SL: The strategy of getting states to mandate Gardasil for school girls got swept up in controversy and, ultimately, fizzled out. What happened?

McGlynn: That actually wasn’t a strategy. School requirements are in place because, historically, states have realized that it’s very hard to achieve high immunization rates, especially in the lower socio-economic classes. It was also influenced by diseases that were communicable in the classroom setting. School requirements have emerged over time as a very important public health tool. It’s the state legislators who make those decisions.

So what happened with (Gardasil), the Women in Government group that came together many years ago to pursue issues that were important to them as females, they had adopted cervical cancer in totality and have screening programs and other things in place. Most states passed a law to set up a cervical cancer task force to determine the right approach to screening, education and vaccines when one became available. All of this took place outside of Merck.

Certainly, Women in Government approached us as they approach any company that’s involved in the causes they’ve taken on. They’re looking for funding support

…They want to provide educational materials to their constituents. As Gardasil started to be broadly used, the cervical cancer task forces had to decide what the right approach was for their state. Different states took different approaches…The governor of Texas decided to issue an executive order. Many groups were very upset about that and felt a debate within a legislative setting was the route that should have been taken. That wasn’t Merck, but certainly fingers were pointed at Merck.

What’s happened in the past several months, there are a few states that have passed laws with school requirements. All of the laws, by the way, have an opt-out provision. If a parent feels they’re not supportive of immunization or they would prefer to wait a few years longer, they have that option.

This is the rest of the interview… (Full disclosure: The Star-Ledger of New Jersey owns Pharmalot).

SL: What triggered the resurgence of vaccine development?

McGlynn: I think what happened was we achieved significant progress in the ’60s, ’70s, ’80s, but then it stopped. I think the entire 20th century will end up being considered the age of vaccination. Think about all the diseases at the beginning of the century that we had millions dying from around the world that were virtually gone or well-managed by the end of the century. Measles, mumps, rubella, polio, hepatitis B, all of those diseases had vaccines available.

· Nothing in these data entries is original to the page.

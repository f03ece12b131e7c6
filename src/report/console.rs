use crate::report::report_model::TestSuiteReport;
use crate::spec::spec_model::AssertionSpec;

// ============================================================================
// Console reporter
// ============================================================================

/// Format a suite report for the terminal.
///
/// ```text
/// === Test Suite: checkout ===
///
/// ✓ PASS  Login (3 steps, 1 assertions)
///     [HEALED] Step 2: saucedemo_login_submit_login_button -> saucedemo_login_login_login_button
/// ✗ FAIL  Checkout (5 steps, 2 assertions)
///     [FAIL] Step 4: ElementVisible — Element 'x' is not visible
///
/// === Results: 1 passed, 1 failed (2 total), 1 healed ===
/// ```
pub fn format_console_report(report: &TestSuiteReport) -> String {
    let mut out = String::new();

    out.push_str(&format!("=== Test Suite: {} ===\n\n", report.suite_name));

    for result in &report.test_results {
        let marker = if result.passed { "\u{2713} PASS" } else { "\u{2717} FAIL" };

        out.push_str(&format!(
            "{}  {} ({} steps, {} assertions)\n",
            marker,
            result.spec_name,
            result.steps_run,
            result.assertion_results.len()
        ));

        for healed in &result.healed {
            out.push_str(&format!(
                "    [HEALED] Step {}: {} -> {}\n",
                healed.step_index, healed.requested, healed.healed_to
            ));
        }

        if let Some(ref error) = result.error {
            out.push_str(&format!("    [ERROR] {}\n", error));
        }

        for ar in result.assertion_results.iter().filter(|a| !a.passed) {
            out.push_str(&format!(
                "    [FAIL] Step {}: {} \u{2014} {}\n",
                ar.step_index,
                assertion_name(&ar.spec),
                ar.message.as_deref().unwrap_or("assertion failed")
            ));
        }
    }

    out.push_str(&format!(
        "\n=== Results: {} passed, {} failed ({} total)",
        report.passed, report.failed, report.total
    ));
    if report.healed_references > 0 {
        out.push_str(&format!(", {} healed", report.healed_references));
    }
    if let Some(ms) = report.duration_ms {
        out.push_str(&format!(" in {:.1}s", ms as f64 / 1000.0));
    }
    out.push_str(" ===\n");

    out
}

fn assertion_name(spec: &AssertionSpec) -> &'static str {
    match spec {
        AssertionSpec::UrlContains { .. } => "UrlContains",
        AssertionSpec::UrlEquals { .. } => "UrlEquals",
        AssertionSpec::ElementVisible { .. } => "ElementVisible",
    }
}
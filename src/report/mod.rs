pub mod console;
pub mod report_model;
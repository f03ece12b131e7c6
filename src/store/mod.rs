pub mod json_file;
pub mod memory;

pub use json_file::JsonFileStore;
pub use memory::InMemoryStore;

use std::collections::BTreeMap;

use crate::error::StoreError;
use crate::record::ElementRecord;

/// Keyed persistence for element records.
///
/// Upsert is idempotent by `id`. A stored `dom_matched = true` is never
/// cleared by a later upsert, nor are the live-page fields that came with it.
pub trait ElementStore: Send + Sync {
    fn get(&self, id: &str) -> Result<Option<ElementRecord>, StoreError>;

    fn get_by_unique_name(&self, unique_name: &str) -> Result<Option<ElementRecord>, StoreError>;

    fn get_by_page(&self, page_name: &str) -> Result<Vec<ElementRecord>, StoreError>;

    fn all(&self) -> Result<Vec<ElementRecord>, StoreError>;

    fn upsert_many(&self, records: Vec<ElementRecord>) -> Result<(), StoreError>;

    fn upsert(&self, record: ElementRecord) -> Result<(), StoreError> {
        self.upsert_many(vec![record])
    }
}

/// Merge `incoming` into a map keyed by id. An unbound copy of a
/// DOM-matched record keeps the stored live-page fields along with the flag.
/// Shared by every store implementation.
pub(crate) fn apply_upserts(map: &mut BTreeMap<String, ElementRecord>, incoming: Vec<ElementRecord>) {
    for mut record in incoming {
        if let Some(existing) = map.get(&record.id) {
            record.inherit_dom_match(existing);
        }
        map.insert(record.id.clone(), record);
    }
}

/// Lookup order for `get_by_unique_name`: if several records share a name,
/// the DOM-matched one wins, then the lowest id.
pub(crate) fn pick_by_unique_name<'a>(
    records: impl Iterator<Item = &'a ElementRecord>,
    unique_name: &str,
) -> Option<ElementRecord> {
    records
        .filter(|r| r.unique_name == unique_name)
        .min_by(|a, b| b.dom_matched.cmp(&a.dom_matched).then_with(|| a.id.cmp(&b.id)))
        .cloned()
}
#![allow(dead_code)]

use std::collections::{HashMap, HashSet};
use std::sync::Arc;
use std::time::Duration;

use resilient_locator::browser::locator::{ElementFacts, Locator, PageAction};
use resilient_locator::browser::page::LivePage;
use resilient_locator::context::EngineContext;
use resilient_locator::embedding::{EmbeddingService, HashedNgramEmbedder};
use resilient_locator::enrich::dom_candidate::DomCandidate;
use resilient_locator::error::{EmbeddingError, SessionError};
use resilient_locator::record::ElementRecord;
use resilient_locator::store::{ElementStore, InMemoryStore};

// =========================================================================
// Scripted page
// =========================================================================

/// A page whose answers are programmed per locator. Anything not programmed
/// is absent.
#[derive(Debug, Default)]
pub struct FakePage {
    pub url: String,
    pub elements: HashMap<Locator, ElementFacts>,
    /// Locators the driver refuses (invalid selector, timeout).
    pub rejected: HashSet<Locator>,
    /// Every locate fails as if the browser process died.
    pub broken: bool,
    pub candidates: Vec<DomCandidate>,

    pub locate_calls: Vec<Locator>,
    pub actions: Vec<(Locator, PageAction)>,
    pub navigations: Vec<String>,
}

impl FakePage {
    pub fn new(url: &str) -> Self {
        FakePage {
            url: url.to_string(),
            ..FakePage::default()
        }
    }

    pub fn with(mut self, locator: Locator, facts: ElementFacts) -> Self {
        self.elements.insert(locator, facts);
        self
    }

    pub fn rejecting(mut self, locator: Locator) -> Self {
        self.rejected.insert(locator);
        self
    }

    pub fn with_candidates(mut self, candidates: Vec<DomCandidate>) -> Self {
        self.candidates = candidates;
        self
    }
}

impl LivePage for FakePage {
    fn navigate(&mut self, url: &str) -> Result<(), SessionError> {
        self.navigations.push(url.to_string());
        self.url = url.to_string();
        Ok(())
    }

    fn current_url(&mut self) -> Result<String, SessionError> {
        Ok(self.url.clone())
    }

    fn extract_candidates(&mut self) -> Result<Vec<DomCandidate>, SessionError> {
        Ok(self.candidates.clone())
    }

    fn locate(&mut self, locator: &Locator, _timeout: Duration) -> Result<ElementFacts, SessionError> {
        self.locate_calls.push(locator.clone());
        if self.broken {
            return Err(SessionError::Io("browser server exited".into()));
        }
        if self.rejected.contains(locator) {
            return Err(SessionError::Protocol {
                command: "locate".into(),
                error: "invalid selector".into(),
            });
        }
        Ok(self.elements.get(locator).copied().unwrap_or_default())
    }

    fn perform(&mut self, locator: &Locator, action: &PageAction, _timeout: Duration) -> Result<(), SessionError> {
        self.actions.push((locator.clone(), action.clone()));
        Ok(())
    }

    fn wait(&mut self, _duration_ms: u64) -> Result<(), SessionError> {
        Ok(())
    }
}

pub fn visible(count: u32) -> ElementFacts {
    ElementFacts {
        count,
        visible: true,
        editable: false,
    }
}

pub fn editable() -> ElementFacts {
    ElementFacts {
        count: 1,
        visible: true,
        editable: true,
    }
}

pub fn hidden() -> ElementFacts {
    ElementFacts {
        count: 1,
        visible: false,
        editable: false,
    }
}

// =========================================================================
// Embedders
// =========================================================================

/// Exact vectors per text, for threshold boundary tests. Unknown texts map
/// to the zero vector.
pub struct VectorTableEmbedder {
    pub dimension: usize,
    pub table: HashMap<String, Vec<f32>>,
}

impl VectorTableEmbedder {
    pub fn new(entries: &[(&str, Vec<f32>)]) -> Self {
        let dimension = entries.first().map(|(_, v)| v.len()).unwrap_or(4);
        VectorTableEmbedder {
            dimension,
            table: entries.iter().map(|(k, v)| (k.to_string(), v.clone())).collect(),
        }
    }
}

impl EmbeddingService for VectorTableEmbedder {
    fn embed(&self, text: &str) -> Result<Vec<f32>, EmbeddingError> {
        Ok(self
            .table
            .get(text)
            .cloned()
            .unwrap_or_else(|| vec![0.0; self.dimension]))
    }

    fn dimension(&self) -> usize {
        self.dimension
    }
}

/// Always fails, like an unreachable embedding server.
pub struct FailingEmbedder;

impl EmbeddingService for FailingEmbedder {
    fn embed(&self, _text: &str) -> Result<Vec<f32>, EmbeddingError> {
        Err(EmbeddingError::Status {
            status: 503,
            body: "model not loaded".into(),
        })
    }

    fn dimension(&self) -> usize {
        4
    }
}

// =========================================================================
// Records and contexts
// =========================================================================

/// Record with id equal to its unique name.
pub fn record(page: &str, intent: &str, label: &str, ocr_type: &str) -> ElementRecord {
    let mut r = ElementRecord::new("", page, intent, label, ocr_type);
    r.id = r.unique_name.clone();
    r
}

pub fn login_button() -> ElementRecord {
    let mut r = record("saucedemo_login", "login", "Login", "button");
    r.tag_name = "button".into();
    r
}

pub fn username_field() -> ElementRecord {
    let mut r = record("saucedemo_login", "username", "Username", "textbox");
    r.tag_name = "input".into();
    r.placeholder = "Username".into();
    r
}

pub fn add_to_cart_button() -> ElementRecord {
    let mut r = record("saucedemo_inventory", "add_to_cart", "Add to cart", "button");
    r.tag_name = "button".into();
    r
}

pub fn context_with(records: Vec<ElementRecord>, embedder: Arc<dyn EmbeddingService>) -> EngineContext {
    let store: Arc<dyn ElementStore> = Arc::new(InMemoryStore::with_records(records));
    EngineContext::new(store, embedder)
}

pub fn ngram_context(records: Vec<ElementRecord>) -> EngineContext {
    context_with(records, Arc::new(HashedNgramEmbedder::default()))
}

pub fn candidate(tag: &str, text: &str) -> DomCandidate {
    DomCandidate {
        tag_name: tag.to_string(),
        text: text.to_string(),
        visible: Some(true),
        enabled: Some(true),
        ..DomCandidate::default()
    }
}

What happened as you got into the late ’80s and the ’90s, the tried-and-true approach to vaccine development - where you took the pathogen and you attenuated the pathogen and killed the pathogen and introduced it into a human being with a goal of eliciting an antibody response - the diseases for which that worked, we had essentially conquered. Companies were then looking at having to totally revolutionize their approach to vaccine development.

At the same time, they recognized the investment in vaccine development was getting higher and higher, especially as you needed to invest in these revolutionary approaches. The risk was much higher because the easier targets had been addressed through the tried-and-true approach. The other very important factor is that the prices that existed in the marketplace did not reflect the true value of the vaccines. When you looked at the opportunities for investing your research dollars, vaccines did not present anywhere near the compelling opportunity that pharmaceuticals did. Many companies exited the business.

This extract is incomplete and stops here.